//! Accommodation request and response bodies.
//!
//! Field names follow the listing form (`accName`, `desc1_hanmadi`, ...).
//! Form fields are read leniently: any falsy JSON value (`null`, `false`,
//! `0`, `""`) counts as a missing field rather than a malformed body.

use chrono::{DateTime, NaiveDate};
use serde::de::{DeserializeOwned, Error as _};
use serde::{Deserialize, Deserializer, Serialize};
use serde_json::{Value, json};
use utoipa::{IntoParams, ToSchema};

use crate::domain::{
    AccId, Accommodation, AccommodationDraft, Error, MISSING_FIELDS_MESSAGE, TripWindow,
    is_truthy,
};

/// Parse `YYYY-MM-DD`, or an RFC 3339 timestamp truncated to its date.
///
/// ```
/// use lodging_backend::inbound::http::accommodations_dto::parse_date;
///
/// assert!(parse_date("2024-03-01").is_some());
/// assert_eq!(parse_date("2024-03-01T09:00:00Z"), parse_date("2024-03-01"));
/// assert!(parse_date("March").is_none());
/// ```
#[must_use]
pub fn parse_date(raw: &str) -> Option<NaiveDate> {
    NaiveDate::parse_from_str(raw, "%Y-%m-%d")
        .ok()
        .or_else(|| DateTime::parse_from_rfc3339(raw).ok().map(|dt| dt.date_naive()))
}

/// Falsy values read as `None`; truthy values must still match `T`.
fn falsy_as_missing<'de, D, T>(deserializer: D) -> Result<Option<T>, D::Error>
where
    D: Deserializer<'de>,
    T: DeserializeOwned,
{
    match Option::<Value>::deserialize(deserializer)? {
        Some(value) if is_truthy(&value) => serde_json::from_value(value)
            .map(Some)
            .map_err(D::Error::custom),
        _ => Ok(None),
    }
}

fn lenient_date<'de, D>(deserializer: D) -> Result<Option<NaiveDate>, D::Error>
where
    D: Deserializer<'de>,
{
    let Some(text) = falsy_as_missing::<D, String>(deserializer)? else {
        return Ok(None);
    };
    parse_date(&text)
        .map(Some)
        .ok_or_else(|| D::Error::custom(format!("invalid date `{text}`")))
}

/// Listing form body for create and update. Every field is optional so that
/// all missing fields are reported together.
#[derive(Debug, Default, Deserialize, Serialize, ToSchema)]
#[serde(rename_all = "camelCase")]
pub struct AccommodationBody {
    /// Photo URLs in display order.
    #[serde(default, deserialize_with = "falsy_as_missing")]
    pub photos: Option<Vec<String>>,
    /// Listing title.
    #[serde(default, deserialize_with = "falsy_as_missing")]
    pub acc_name: Option<String>,
    /// First bookable date.
    #[serde(default, deserialize_with = "lenient_date")]
    #[schema(value_type = Option<String>, example = "2024-01-01")]
    pub open_at: Option<NaiveDate>,
    /// Last bookable date.
    #[serde(default, deserialize_with = "lenient_date")]
    #[schema(value_type = Option<String>, example = "2024-12-31")]
    pub close_at: Option<NaiveDate>,
    /// Street address.
    #[serde(default, deserialize_with = "falsy_as_missing")]
    pub address: Option<String>,
    /// One-line pitch.
    #[serde(rename = "desc1_hanmadi", default, deserialize_with = "falsy_as_missing")]
    pub desc1_hanmadi: Option<String>,
    /// Neighbourhood.
    #[serde(rename = "desc2_surroundings", default, deserialize_with = "falsy_as_missing")]
    pub desc2_surroundings: Option<String>,
    /// Notices.
    #[serde(rename = "desc3_notice", default, deserialize_with = "falsy_as_missing")]
    pub desc3_notice: Option<String>,
    /// Basics.
    #[serde(rename = "desc4_basics", default, deserialize_with = "falsy_as_missing")]
    pub desc4_basics: Option<String>,
    /// Free-form facilities.
    #[schema(value_type = Option<Object>)]
    pub facilities: Option<Value>,
    /// Pricing: a nightly amount or a structured schedule.
    #[schema(value_type = Option<Object>)]
    pub charge: Option<Value>,
}

impl From<AccommodationBody> for AccommodationDraft {
    fn from(body: AccommodationBody) -> Self {
        Self {
            photos: body.photos,
            name: body.acc_name,
            open_at: body.open_at,
            close_at: body.close_at,
            address: body.address,
            hanmadi: body.desc1_hanmadi,
            surroundings: body.desc2_surroundings,
            notice: body.desc3_notice,
            basics: body.desc4_basics,
            facilities: body.facilities,
            charge: body.charge,
        }
    }
}

/// A listing as returned to clients.
#[derive(Debug, Clone, PartialEq, Deserialize, Serialize, ToSchema)]
#[serde(rename_all = "camelCase")]
pub struct AccommodationResponse {
    /// Identifier.
    pub acc_id: i64,
    /// Owner.
    #[schema(example = "123e4567-e89b-12d3-a456-426614174000")]
    pub user_id: String,
    /// Photo URLs.
    pub photos: Vec<String>,
    /// Title.
    pub acc_name: String,
    /// First bookable date.
    #[schema(value_type = String, example = "2024-01-01")]
    pub open_at: NaiveDate,
    /// Last bookable date.
    #[schema(value_type = String, example = "2024-12-31")]
    pub close_at: NaiveDate,
    /// Street address.
    pub address: String,
    /// One-line pitch.
    #[serde(rename = "desc1_hanmadi")]
    pub desc1_hanmadi: String,
    /// Neighbourhood.
    #[serde(rename = "desc2_surroundings")]
    pub desc2_surroundings: String,
    /// Notices.
    #[serde(rename = "desc3_notice")]
    pub desc3_notice: String,
    /// Basics.
    #[serde(rename = "desc4_basics")]
    pub desc4_basics: String,
    /// Free-form facilities.
    #[schema(value_type = Object)]
    pub facilities: Value,
    /// Pricing as submitted.
    #[schema(value_type = Object)]
    pub charge: Value,
}

impl From<Accommodation> for AccommodationResponse {
    fn from(accommodation: Accommodation) -> Self {
        let acc_id = accommodation.acc_id().get();
        let user_id = accommodation.owner().to_string();
        let details = accommodation.details().clone();
        Self {
            acc_id,
            user_id,
            photos: details.photos,
            acc_name: details.name,
            open_at: details.window.open_at(),
            close_at: details.window.close_at(),
            address: details.address,
            desc1_hanmadi: details.descriptions.hanmadi,
            desc2_surroundings: details.descriptions.surroundings,
            desc3_notice: details.descriptions.notice,
            desc4_basics: details.descriptions.basics,
            facilities: details.facilities,
            charge: details.charge,
        }
    }
}

/// `GET /api/accommodations`
#[derive(Debug, Deserialize, Serialize, ToSchema)]
pub struct AccommodationListResponse {
    /// Every listing, by id.
    pub accommodations: Vec<AccommodationResponse>,
}

/// `GET /api/accommodations/searchByPeriod`
#[derive(Debug, Deserialize, Serialize, ToSchema)]
#[serde(rename_all = "camelCase")]
pub struct SearchByPeriodResponse {
    /// Listings open for the whole trip.
    pub target_accommodations: Vec<AccommodationResponse>,
}

/// `GET /api/accommodations/{accId}`
#[derive(Debug, Deserialize, Serialize, ToSchema)]
pub struct AccommodationDetailResponse {
    /// The listing, or `null` when it does not exist.
    pub accommodation: Option<AccommodationResponse>,
}

/// `POST /api/accommodations`
#[derive(Debug, Deserialize, Serialize, ToSchema)]
#[serde(rename_all = "camelCase")]
pub struct CreatedResponse {
    /// Confirmation shown to the user.
    #[schema(example = "숙소 정보를 등록했습니다.")]
    pub message: String,
    /// Identifier of the new listing.
    pub acc_id: i64,
}

/// Confirmation for update and delete.
#[derive(Debug, Deserialize, Serialize, ToSchema)]
pub struct MessageResponse {
    /// Confirmation shown to the user.
    pub message: String,
}

/// Trip dates, read from the JSON body or the query string.
#[derive(Debug, Default, Deserialize, Serialize, ToSchema, IntoParams)]
#[serde(rename_all = "camelCase")]
#[into_params(parameter_in = Query)]
pub struct TripParams {
    /// First night, `YYYY-MM-DD`.
    #[param(example = "2024-03-10")]
    pub trip_start: Option<String>,
    /// Last day, `YYYY-MM-DD`.
    #[param(example = "2024-03-12")]
    pub trip_end: Option<String>,
}

impl TripParams {
    /// Fill fields missing here from `fallback`.
    #[must_use]
    pub fn or(self, fallback: Self) -> Self {
        Self {
            trip_start: non_blank(self.trip_start).or(non_blank(fallback.trip_start)),
            trip_end: non_blank(self.trip_end).or(non_blank(fallback.trip_end)),
        }
    }

    /// Validate into a [`TripWindow`].
    ///
    /// # Errors
    ///
    /// `invalid_request` when a date is missing or unparsable.
    pub fn into_window(self) -> Result<TripWindow, Error> {
        let start = non_blank(self.trip_start);
        let end = non_blank(self.trip_end);
        let mut missing = Vec::new();
        if start.is_none() {
            missing.push("tripStart");
        }
        if end.is_none() {
            missing.push("tripEnd");
        }
        let (Some(start), Some(end)) = (start, end) else {
            return Err(Error::invalid_request(MISSING_FIELDS_MESSAGE)
                .with_details(json!({ "missingFields": missing })));
        };
        Ok(TripWindow {
            trip_start: parse_trip_date("tripStart", &start)?,
            trip_end: parse_trip_date("tripEnd", &end)?,
        })
    }
}

fn non_blank(value: Option<String>) -> Option<String> {
    value.filter(|text| !text.trim().is_empty())
}

fn parse_trip_date(field: &str, raw: &str) -> Result<NaiveDate, Error> {
    parse_date(raw).ok_or_else(|| {
        Error::invalid_request(format!("{field} must be a date"))
            .with_details(json!({ "field": field, "value": raw }))
    })
}

/// Parse the `{accId}` path segment.
///
/// # Errors
///
/// `invalid_request` unless the segment is a positive integer.
pub fn parse_acc_id(raw: &str) -> Result<AccId, Error> {
    raw.parse().map_err(|err| {
        Error::invalid_request(format!("invalid accId: {err}"))
            .with_details(json!({ "field": "accId", "value": raw }))
    })
}
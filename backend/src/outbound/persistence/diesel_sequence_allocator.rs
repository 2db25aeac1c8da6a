//! PostgreSQL-backed [`SequenceAllocator`].
//!
//! Allocation is one upsert statement, so the row lock taken by
//! `ON CONFLICT DO UPDATE` serialises concurrent callers.

use async_trait::async_trait;
use diesel::prelude::*;
use diesel_async::RunQueryDsl;

use crate::domain::ports::{SequenceAllocator, SequenceAllocatorError};

use super::error_mapping::{map_diesel_error, map_pool_error};
use super::pool::DbPool;
use super::schema::counters;

/// Diesel adapter for the `counters` table.
#[derive(Clone)]
pub struct DieselSequenceAllocator {
    pool: DbPool,
}

impl DieselSequenceAllocator {
    /// Create an allocator over `pool`.
    pub fn new(pool: DbPool) -> Self {
        Self { pool }
    }
}

#[async_trait]
impl SequenceAllocator for DieselSequenceAllocator {
    async fn next_id(&self, name: &str) -> Result<i64, SequenceAllocatorError> {
        let mut conn = self
            .pool
            .get()
            .await
            .map_err(|err| map_pool_error(err, SequenceAllocatorError::connection))?;

        diesel::insert_into(counters::table)
            .values((counters::name.eq(name), counters::count.eq(1_i64)))
            .on_conflict(counters::name)
            .do_update()
            .set(counters::count.eq(counters::count + 1_i64))
            .returning(counters::count)
            .get_result::<i64>(&mut conn)
            .await
            .map_err(|err| {
                map_diesel_error(
                    err,
                    "allocate sequence value",
                    SequenceAllocatorError::query,
                    SequenceAllocatorError::connection,
                )
            })
    }
}
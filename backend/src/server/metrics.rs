//! Optional Prometheus metrics middleware wrapper around the app factory.

use actix_service::{
    Service, ServiceExt as _, Transform,
    boxed::{self, BoxService},
};
use actix_web::body::BoxBody;
use actix_web::dev::{ServiceRequest, ServiceResponse};
use actix_web::middleware::Compat;
use actix_web_prom::{PrometheusMetrics, PrometheusMetricsBuilder};
use futures_util::future::LocalBoxFuture;
use std::sync::Arc;

/// Namespace prefixed to every exported metric.
const METRICS_NAMESPACE: &str = "lodging";

/// Build the Prometheus middleware serving `/metrics`.
///
/// # Errors
///
/// Fails when the default registry rejects the HTTP collectors.
pub fn make_metrics() -> std::io::Result<PrometheusMetrics> {
    PrometheusMetricsBuilder::new(METRICS_NAMESPACE)
        .endpoint("/metrics")
        .build()
        .map_err(|err| std::io::Error::other(format!("configure Prometheus metrics: {err}")))
}

/// Wraps the app with Prometheus middleware when configured, boxing the
/// service either way so both branches share one type.
#[derive(Clone)]
pub(crate) enum MetricsLayer {
    Enabled(Arc<PrometheusMetrics>),
    Disabled,
}

impl MetricsLayer {
    #[must_use]
    pub(crate) fn from_option(metrics: Option<PrometheusMetrics>) -> Self {
        match metrics {
            Some(metrics) => Self::Enabled(Arc::new(metrics)),
            None => Self::Disabled,
        }
    }
}

impl<S, B> Transform<S, ServiceRequest> for MetricsLayer
where
    S: Service<ServiceRequest, Response = ServiceResponse<B>, Error = actix_web::Error> + 'static,
    B: actix_web::body::MessageBody + 'static,
{
    type Response = ServiceResponse<BoxBody>;
    type Error = actix_web::Error;
    type InitError = ();
    type Transform = BoxService<ServiceRequest, ServiceResponse<BoxBody>, actix_web::Error>;
    type Future = LocalBoxFuture<'static, Result<Self::Transform, Self::InitError>>;

    fn new_transform(&self, service: S) -> Self::Future {
        match self.clone() {
            MetricsLayer::Enabled(metrics) => {
                let fut = Compat::new((*metrics).clone()).new_transform(service);
                Box::pin(async move {
                    let svc = fut.await?;
                    Ok(boxed::service(svc))
                })
            }
            MetricsLayer::Disabled => Box::pin(async move {
                let svc = service.map(|res: ServiceResponse<B>| res.map_into_boxed_body());
                Ok(boxed::service(svc))
            }),
        }
    }
}
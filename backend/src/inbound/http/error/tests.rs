//! Tests for HTTP error mapping.

use actix_web::ResponseError;
use actix_web::body::to_bytes;
use actix_web::http::StatusCode;
use rstest::rstest;
use serde_json::{Value, json};

use super::*;

const TRACE_ID: &str = "00000000-0000-0000-0000-000000000000";

#[rstest]
#[case(Error::invalid_request("bad"), StatusCode::BAD_REQUEST)]
#[case(Error::not_owner("등록자만 수정할 수 있습니다."), StatusCode::BAD_REQUEST)]
#[case(Error::unauthorized("login required"), StatusCode::UNAUTHORIZED)]
#[case(Error::not_found("missing"), StatusCode::NOT_FOUND)]
#[case(Error::service_unavailable("db down"), StatusCode::SERVICE_UNAVAILABLE)]
#[case(Error::internal("boom"), StatusCode::INTERNAL_SERVER_ERROR)]
fn status_code_matches_error_code(#[case] err: Error, #[case] status: StatusCode) {
    assert_eq!(ResponseError::status_code(&err), status);
}

async fn body_of(error: &Error) -> (StatusCode, Option<String>, Value) {
    let response = ResponseError::error_response(error);
    let status = response.status();
    let header = response
        .headers()
        .get(TRACE_ID_HEADER)
        .map(|value| value.to_str().expect("ascii header").to_owned());
    let bytes = to_bytes(response.into_body()).await.expect("body");
    let json = serde_json::from_slice(&bytes).expect("json body");
    (status, header, json)
}

#[actix_web::test]
async fn internal_errors_are_redacted() {
    let error = Error::internal("db password leaked")
        .with_trace_id(TRACE_ID)
        .with_details(json!({"secret": "x"}));
    let (status, header, body) = body_of(&error).await;

    assert_eq!(status, StatusCode::INTERNAL_SERVER_ERROR);
    assert_eq!(header.as_deref(), Some(TRACE_ID));
    assert_eq!(
        body,
        json!({"code": "internal_error", "errorMessage": REDACTED_MESSAGE, "traceId": TRACE_ID})
    );
}

#[actix_web::test]
async fn client_errors_keep_message_and_details() {
    let error = Error::invalid_request("작성란을 모두 입력해주세요.")
        .with_details(json!({"missingFields": ["charge"]}));
    let (status, header, body) = body_of(&error).await;

    assert_eq!(status, StatusCode::BAD_REQUEST);
    assert!(header.is_none());
    assert_eq!(body["code"], "invalid_request");
    assert_eq!(body["errorMessage"], "작성란을 모두 입력해주세요.");
    assert_eq!(body["details"]["missingFields"][0], "charge");
}

#[actix_web::test]
async fn not_owner_uses_its_own_code() {
    let (_, _, body) = body_of(&Error::not_owner("등록자만 삭제할 수 있습니다.")).await;
    assert_eq!(body["code"], "not_owner");
}

#[actix_web::test]
async fn json_errors_become_invalid_requests() {
    let req = actix_web::test::TestRequest::default().to_http_request();
    let err = json_error_handler(JsonPayloadError::ContentType, &req);
    let response = err.error_response();
    assert_eq!(response.status(), StatusCode::BAD_REQUEST);
    let bytes = to_bytes(response.into_body()).await.expect("body");
    let body: Value = serde_json::from_slice(&bytes).expect("json");
    assert_eq!(body["code"], "invalid_request");
}
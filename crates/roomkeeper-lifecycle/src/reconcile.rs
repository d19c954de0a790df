//! Reconciliation loop.
//!
//! Every tick reads the whole registry, asks the provider about each room
//! concurrently, advances the empty timers, evicts rooms that have been empty
//! for the idle threshold, and applies every deregistration in one batched
//! write. A failure on one room is logged and never affects the others.
//!
//! # Graceful Shutdown
//!
//! The loop exits when its cancellation token fires. A tick that is already
//! running completes, including its registry write, before the loop exits.

use std::collections::HashSet;
use std::sync::Arc;
use std::time::Duration;

use chrono::{DateTime, Utc};
use roomkeeper_core::provider::VoiceProvider;
use roomkeeper_core::surface::{ControlSurface, ControlView, Notice};
use roomkeeper_core::tracker::{EmptyTimers, Idleness, DEFAULT_IDLE_THRESHOLD};
use roomkeeper_core::{ProviderError, ResourceId, ResourceRecord, RoomState};
use tokio::sync::watch;
use tokio::task::JoinSet;
use tokio::time::MissedTickBehavior;
use tokio_util::sync::CancellationToken;

use crate::controls::DeletionControls;
use crate::metrics::LifecycleMetrics;
use crate::registry::RegistryStore;
use crate::teardown::{self, REASON_IDLE, TeardownOutcome};

/// Default tick interval (1 minute).
pub const DEFAULT_TICK_INTERVAL: Duration = Duration::from_secs(60);

/// Default bound on a single provider or surface call.
pub const DEFAULT_ADAPTER_TIMEOUT: Duration = Duration::from_secs(10);

#[derive(Debug, Clone)]
pub struct ReconcileSettings {
    pub tick_interval: Duration,
    pub idle_threshold: chrono::Duration,
    pub adapter_timeout: Duration,
}

impl Default for ReconcileSettings {
    fn default() -> Self {
        Self {
            tick_interval: DEFAULT_TICK_INTERVAL,
            idle_threshold: DEFAULT_IDLE_THRESHOLD,
            adapter_timeout: DEFAULT_ADAPTER_TIMEOUT,
        }
    }
}

/// What one tick did. Id lists are sorted.
#[derive(Debug, Clone, Default, PartialEq, Eq)]
pub struct TickReport {
    pub examined: usize,
    /// Records still registered after the tick.
    pub kept: usize,
    pub evicted_idle: Vec<ResourceId>,
    pub pruned_missing: Vec<ResourceId>,
    pub pruned_wrong_kind: Vec<ResourceId>,
    /// Records whose describe or delete failed; retried next tick.
    pub failed: Vec<ResourceId>,
}

struct Eviction {
    id: ResourceId,
    status_edit_failed: bool,
    result: Result<TeardownOutcome, ProviderError>,
}

pub struct Reconciler {
    registry: Arc<RegistryStore>,
    provider: Arc<dyn VoiceProvider>,
    surface: Arc<dyn ControlSurface>,
    metrics: Arc<LifecycleMetrics>,
    settings: ReconcileSettings,
    timers: EmptyTimers,
    controls: Option<Arc<DeletionControls>>,
}

impl Reconciler {
    pub fn new(
        registry: Arc<RegistryStore>,
        provider: Arc<dyn VoiceProvider>,
        surface: Arc<dyn ControlSurface>,
        metrics: Arc<LifecycleMetrics>,
        settings: ReconcileSettings,
    ) -> Self {
        let timers = EmptyTimers::new(settings.idle_threshold);
        Self {
            registry,
            provider,
            surface,
            metrics,
            settings,
            timers,
            controls: None,
        }
    }

    /// Retire the deletion controls of every room this loop deregisters.
    pub fn with_controls(mut self, controls: Arc<DeletionControls>) -> Self {
        self.controls = Some(controls);
        self
    }

    pub fn timers(&self) -> &EmptyTimers {
        &self.timers
    }

    /// Wait for `ready`, then tick every `tick_interval` until `shutdown`.
    pub async fn run(mut self, mut ready: watch::Receiver<bool>, shutdown: CancellationToken) {
        tracing::info!(
            provider = self.provider.provider_name(),
            tick_interval_secs = self.settings.tick_interval.as_secs(),
            idle_threshold_secs = self.settings.idle_threshold.num_seconds(),
            "Reconciliation loop waiting for provider readiness"
        );

        let became_ready = tokio::select! {
            r = ready.wait_for(|is_ready| *is_ready) => r.is_ok(),
            _ = shutdown.cancelled() => false,
        };
        if !became_ready {
            tracing::info!("Reconciliation loop stopped before provider became ready");
            return;
        }

        let mut interval = tokio::time::interval(self.settings.tick_interval);
        interval.set_missed_tick_behavior(MissedTickBehavior::Delay);

        loop {
            tokio::select! {
                _ = interval.tick() => {
                    let report = self.tick(Utc::now()).await;
                    if report.examined > 0 {
                        tracing::info!(
                            examined = report.examined,
                            kept = report.kept,
                            evicted_idle = report.evicted_idle.len(),
                            pruned = report.pruned_missing.len() + report.pruned_wrong_kind.len(),
                            failed = report.failed.len(),
                            "Reconciliation tick complete"
                        );
                    }
                }
                _ = shutdown.cancelled() => {
                    tracing::info!("Reconciliation loop received shutdown signal, exiting");
                    break;
                }
            }
        }
    }

    /// Run a single reconciliation pass as of `now`.
    pub async fn tick(&mut self, now: DateTime<Utc>) -> TickReport {
        let records = self.registry.list().await;
        let registered: HashSet<ResourceId> = records.iter().map(|r| r.resource_id).collect();
        self.timers.retain_registered(&registered);
        self.metrics.record_tick(records.len());

        let mut report = TickReport {
            examined: records.len(),
            ..Default::default()
        };
        if records.is_empty() {
            return report;
        }

        let mut removals = HashSet::new();
        let mut idle = Vec::new();

        for (record, result) in self.describe_all(records).await {
            let id = record.resource_id;
            match result {
                Ok(RoomState::Missing) => {
                    tracing::info!(resource_id = %id, "Room no longer exists, deregistering");
                    removals.insert(id);
                    report.pruned_missing.push(id);
                }
                Ok(RoomState::WrongKind) => {
                    tracing::warn!(resource_id = %id, "Record points at a non-voice resource, deregistering");
                    removals.insert(id);
                    report.pruned_wrong_kind.push(id);
                }
                Ok(RoomState::Voice { occupants }) => {
                    match self.timers.observe(id, occupants, now) {
                        Idleness::Occupied => {}
                        Idleness::EmptySince(since) => {
                            tracing::debug!(resource_id = %id, %since, "Room empty");
                        }
                        Idleness::Idle(since) => idle.push((record, since)),
                    }
                }
                Err(e) => {
                    tracing::warn!(resource_id = %id, error = %e, "Describe failed, will retry next tick");
                    self.metrics.record_describe_failure();
                    report.failed.push(id);
                }
            }
        }

        for eviction in self.evict_all(idle, now).await {
            if eviction.status_edit_failed {
                self.metrics.record_status_edit_failure();
            }
            match eviction.result {
                Ok(_) => {
                    removals.insert(eviction.id);
                    report.evicted_idle.push(eviction.id);
                }
                Err(e) => {
                    tracing::warn!(
                        resource_id = %eviction.id,
                        error = %e,
                        "Idle eviction failed, will retry next tick"
                    );
                    self.metrics.record_delete_failure();
                    report.failed.push(eviction.id);
                }
            }
        }

        for id in &removals {
            self.timers.purge(*id);
        }

        match self.registry.remove_many(&removals).await {
            Ok(_) => {
                if let Some(controls) = &self.controls {
                    controls.forget(&removals);
                }
            }
            Err(e) => {
                tracing::error!(count = removals.len(), "Failed to write registry after tick: {e}");
            }
        }

        self.metrics.record_evicted_idle(report.evicted_idle.len() as u64);
        self.metrics.record_pruned_missing(report.pruned_missing.len() as u64);
        self.metrics.record_pruned_wrong_kind(report.pruned_wrong_kind.len() as u64);

        report.kept = report.examined - removals.len();
        report.evicted_idle.sort();
        report.pruned_missing.sort();
        report.pruned_wrong_kind.sort();
        report.failed.sort();
        report
    }

    async fn describe_all(
        &self,
        records: Vec<ResourceRecord>,
    ) -> Vec<(ResourceRecord, Result<RoomState, ProviderError>)> {
        let mut tasks = JoinSet::new();
        for record in records {
            let provider = Arc::clone(&self.provider);
            let timeout = self.settings.adapter_timeout;
            tasks.spawn(async move {
                let describe = provider.describe(record.resource_id);
                let result = match tokio::time::timeout(timeout, describe).await {
                    Ok(result) => result,
                    Err(_) => Err(ProviderError::Unknown(format!(
                        "describe timed out after {}s",
                        timeout.as_secs()
                    ))),
                };
                (record, result)
            });
        }

        let mut observations = Vec::with_capacity(tasks.len());
        while let Some(joined) = tasks.join_next().await {
            match joined {
                Ok(observation) => observations.push(observation),
                Err(e) => tracing::error!("Describe task aborted: {e}"),
            }
        }
        observations
    }

    async fn evict_all(
        &self,
        idle: Vec<(ResourceRecord, DateTime<Utc>)>,
        now: DateTime<Utc>,
    ) -> Vec<Eviction> {
        let mut tasks = JoinSet::new();
        for (record, since) in idle {
            let provider = Arc::clone(&self.provider);
            let surface = Arc::clone(&self.surface);
            let timeout = self.settings.adapter_timeout;
            let idle_minutes = (now - since).num_minutes();
            tasks.spawn(async move {
                let id = record.resource_id;
                tracing::info!(resource_id = %id, idle_minutes, "Evicting idle room");

                let mut status_edit_failed = false;
                if let Some(message) = record.status_message {
                    let notice = Notice::RoomAutoDeleted {
                        resource_id: id,
                        idle_minutes,
                    };
                    let edit = surface.edit(message, &notice, ControlView::Retired);
                    let outcome = match tokio::time::timeout(timeout, edit).await {
                        Ok(result) => result.map_err(|e| e.to_string()),
                        Err(_) => Err("timed out".to_string()),
                    };
                    if let Err(e) = outcome {
                        tracing::warn!(
                            resource_id = %id,
                            message_id = %message.message_id,
                            "Could not update status message: {e}"
                        );
                        status_edit_failed = true;
                    }
                }

                let result =
                    teardown::delete_live(provider.as_ref(), id, REASON_IDLE, timeout).await;
                Eviction {
                    id,
                    status_edit_failed,
                    result,
                }
            });
        }

        let mut evictions = Vec::with_capacity(tasks.len());
        while let Some(joined) = tasks.join_next().await {
            match joined {
                Ok(eviction) => evictions.push(eviction),
                Err(e) => tracing::error!("Eviction task aborted: {e}"),
            }
        }
        evictions
    }
}
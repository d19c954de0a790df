//! Whole-file JSON list persistence shared by the registry and the
//! allowed-surface store.

use std::path::{Path, PathBuf};

use serde::Serialize;
use serde::de::DeserializeOwned;

use crate::error::LifecycleError;

/// Default state location: ~/.roomkeeper/
pub fn default_dir() -> PathBuf {
    dirs::home_dir()
        .unwrap_or_else(|| PathBuf::from("."))
        .join(".roomkeeper")
}

/// Read a JSON array and decode it element by element.
///
/// A missing or blank file is an empty list. A file that is not a JSON array
/// is an error; elements that fail to decode are logged and skipped so one bad
/// entry cannot hide the rest.
pub async fn read_list<T: DeserializeOwned>(path: &Path) -> Result<Vec<T>, LifecycleError> {
    let content = match tokio::fs::read_to_string(path).await {
        Ok(c) => c,
        Err(e) if e.kind() == std::io::ErrorKind::NotFound => return Ok(Vec::new()),
        Err(e) => return Err(e.into()),
    };

    if content.trim().is_empty() {
        return Ok(Vec::new());
    }

    let entries: Vec<serde_json::Value> = serde_json::from_str(&content)?;
    let mut items = Vec::with_capacity(entries.len());
    for entry in entries {
        match serde_json::from_value(entry.clone()) {
            Ok(item) => items.push(item),
            Err(e) => {
                tracing::warn!(path = %path.display(), %entry, "Skipping unreadable entry: {e}");
            }
        }
    }
    Ok(items)
}

/// Replace the file contents. Writes a sibling temp file and renames it over
/// the target so readers never observe a half-written list.
pub async fn write_list<T: Serialize>(path: &Path, items: &[T]) -> Result<(), LifecycleError> {
    if let Some(parent) = path.parent()
        && !parent.as_os_str().is_empty()
    {
        tokio::fs::create_dir_all(parent).await?;
    }

    let json = serde_json::to_string_pretty(items)?;
    let tmp = path.with_extension("json.tmp");
    tokio::fs::write(&tmp, json).await?;
    tokio::fs::rename(&tmp, path).await?;
    Ok(())
}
================================
## [Work to be completed]
Copy out each line of the data where the string "display" appears.

## [Reply to the exercise]
    /// Photo URLs in display order.
                tracing::warn!(path = %path.display(), %entry, "Skipping unreadable entry: {e}");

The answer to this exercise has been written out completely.